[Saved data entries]
-----

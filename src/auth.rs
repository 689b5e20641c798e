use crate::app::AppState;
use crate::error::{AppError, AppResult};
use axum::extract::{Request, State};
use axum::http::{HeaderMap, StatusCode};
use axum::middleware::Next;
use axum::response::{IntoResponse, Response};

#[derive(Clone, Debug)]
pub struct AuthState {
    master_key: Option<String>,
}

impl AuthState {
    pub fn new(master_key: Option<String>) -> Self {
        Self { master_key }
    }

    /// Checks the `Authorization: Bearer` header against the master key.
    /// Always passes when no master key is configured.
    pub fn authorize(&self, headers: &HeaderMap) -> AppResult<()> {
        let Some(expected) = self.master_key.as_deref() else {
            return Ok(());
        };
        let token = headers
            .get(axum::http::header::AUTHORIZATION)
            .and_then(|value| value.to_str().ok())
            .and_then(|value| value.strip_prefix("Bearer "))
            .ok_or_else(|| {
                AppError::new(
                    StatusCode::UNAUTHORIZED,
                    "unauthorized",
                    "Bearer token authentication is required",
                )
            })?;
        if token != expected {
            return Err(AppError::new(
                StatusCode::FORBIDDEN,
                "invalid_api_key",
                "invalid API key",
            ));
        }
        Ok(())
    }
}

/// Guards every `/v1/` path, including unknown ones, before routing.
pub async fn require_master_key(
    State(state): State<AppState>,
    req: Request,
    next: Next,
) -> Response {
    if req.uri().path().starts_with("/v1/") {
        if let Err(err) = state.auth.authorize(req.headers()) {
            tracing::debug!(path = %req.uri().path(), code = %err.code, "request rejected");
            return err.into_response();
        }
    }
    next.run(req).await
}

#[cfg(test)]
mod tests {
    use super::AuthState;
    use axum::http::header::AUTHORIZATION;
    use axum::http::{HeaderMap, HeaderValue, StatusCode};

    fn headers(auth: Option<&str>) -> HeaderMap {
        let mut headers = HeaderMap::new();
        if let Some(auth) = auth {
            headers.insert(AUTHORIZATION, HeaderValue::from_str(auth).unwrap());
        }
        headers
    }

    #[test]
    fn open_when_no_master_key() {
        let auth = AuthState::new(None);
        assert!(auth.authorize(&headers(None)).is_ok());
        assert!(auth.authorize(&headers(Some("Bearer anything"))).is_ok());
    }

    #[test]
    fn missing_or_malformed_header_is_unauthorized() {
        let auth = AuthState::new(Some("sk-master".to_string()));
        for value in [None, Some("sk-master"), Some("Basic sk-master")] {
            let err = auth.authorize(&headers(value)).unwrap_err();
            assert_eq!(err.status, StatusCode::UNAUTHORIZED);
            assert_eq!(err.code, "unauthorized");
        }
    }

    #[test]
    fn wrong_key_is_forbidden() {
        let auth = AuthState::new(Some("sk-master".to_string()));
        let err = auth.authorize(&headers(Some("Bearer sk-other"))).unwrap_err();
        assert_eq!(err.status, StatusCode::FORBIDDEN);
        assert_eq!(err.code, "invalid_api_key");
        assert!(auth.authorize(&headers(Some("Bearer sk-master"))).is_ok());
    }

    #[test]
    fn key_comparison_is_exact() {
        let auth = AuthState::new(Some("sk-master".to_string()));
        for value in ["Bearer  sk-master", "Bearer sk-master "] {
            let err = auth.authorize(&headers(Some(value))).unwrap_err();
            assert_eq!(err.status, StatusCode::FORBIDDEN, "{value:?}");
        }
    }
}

-----

Write out each line exactly, as it is shown above.

filename src/auth.rs
repository 689b5e20641c798e
use crate::app::AppState;
use crate::error::{AppError, AppResult};
use axum::extract::{Request, State};
use axum::http::{HeaderMap, StatusCode};
use axum::middleware::Next;
use axum::response::{IntoResponse, Response};

#[derive(Clone, Debug)]
pub struct AuthState {
    master_key: Option<String>,
}

impl AuthState {
    pub fn new(master_key: Option<String>) -> Self {
        Self { master_key }
    }

    /// Checks the `Authorization: Bearer` header against the master key.
    /// Always passes when no master key is configured.
    pub fn authorize(&self, headers: &HeaderMap) -> AppResult<()> {
        let Some(expected) = self.master_key.as_deref() else {
            return Ok(());
        };
        let token = headers
            .get(axum::http::header::AUTHORIZATION)
            .and_then(|value| value.to_str().ok())
            .and_then(|value| value.strip_prefix("Bearer "))
            .ok_or_else(|| {
                AppError::new(
                    StatusCode::UNAUTHORIZED,
                    "unauthorized",
                    "Bearer token authentication is required",
                )
            })?;
        if token != expected {
            return Err(AppError::new(
                StatusCode::FORBIDDEN,
                "invalid_api_key",
                "invalid API key",
            ));
        }
        Ok(())
    }
}

/// Guards every `/v1/` path, including unknown ones, before routing.
pub async fn require_master_key(
    State(state): State<AppState>,
    req: Request,
    next: Next,
) -> Response {
    if req.uri().path().starts_with("/v1/") {
        if let Err(err) = state.auth.authorize(req.headers()) {
            tracing::debug!(path = %req.uri().path(), code = %err.code, "request rejected");
            return err.into_response();
        }
    }
    next.run(req).await
}

#[cfg(test)]
mod tests {
    use super::AuthState;
    use axum::http::header::AUTHORIZATION;
    use axum::http::{HeaderMap, HeaderValue, StatusCode};

    fn headers(auth: Option<&str>) -> HeaderMap {
        let mut headers = HeaderMap::new();
        if let Some(auth) = auth {
            headers.insert(AUTHORIZATION, HeaderValue::from_str(auth).unwrap());
        }
        headers
    }

    #[test]
    fn open_when_no_master_key() {
        let auth = AuthState::new(None);
        assert!(auth.authorize(&headers(None)).is_ok());
        assert!(auth.authorize(&headers(Some("Bearer anything"))).is_ok());
    }

    #[test]
    fn missing_or_malformed_header_is_unauthorized() {
        let auth = AuthState::new(Some("sk-master".to_string()));
        for value in [None, Some("sk-master"), Some("Basic sk-master")] {
            let err = auth.authorize(&headers(value)).unwrap_err();
            assert_eq!(err.status, StatusCode::UNAUTHORIZED);
            assert_eq!(err.code, "unauthorized");
        }
    }

    #[test]
    fn wrong_key_is_forbidden() {
        let auth = AuthState::new(Some("sk-master".to_string()));
        let err = auth.authorize(&headers(Some("Bearer sk-other"))).unwrap_err();
        assert_eq!(err.status, StatusCode::FORBIDDEN);
        assert_eq!(err.code, "invalid_api_key");
        assert!(auth.authorize(&headers(Some("Bearer sk-master"))).is_ok());
    }

    #[test]
    fn key_comparison_is_exact() {
        let auth = AuthState::new(Some("sk-master".to_string()));
        for value in ["Bearer  sk-master", "Bearer sk-master "] {
            let err = auth.authorize(&headers(Some(value))).unwrap_err();
            assert_eq!(err.status, StatusCode::FORBIDDEN, "{value:?}");
        }
    }
}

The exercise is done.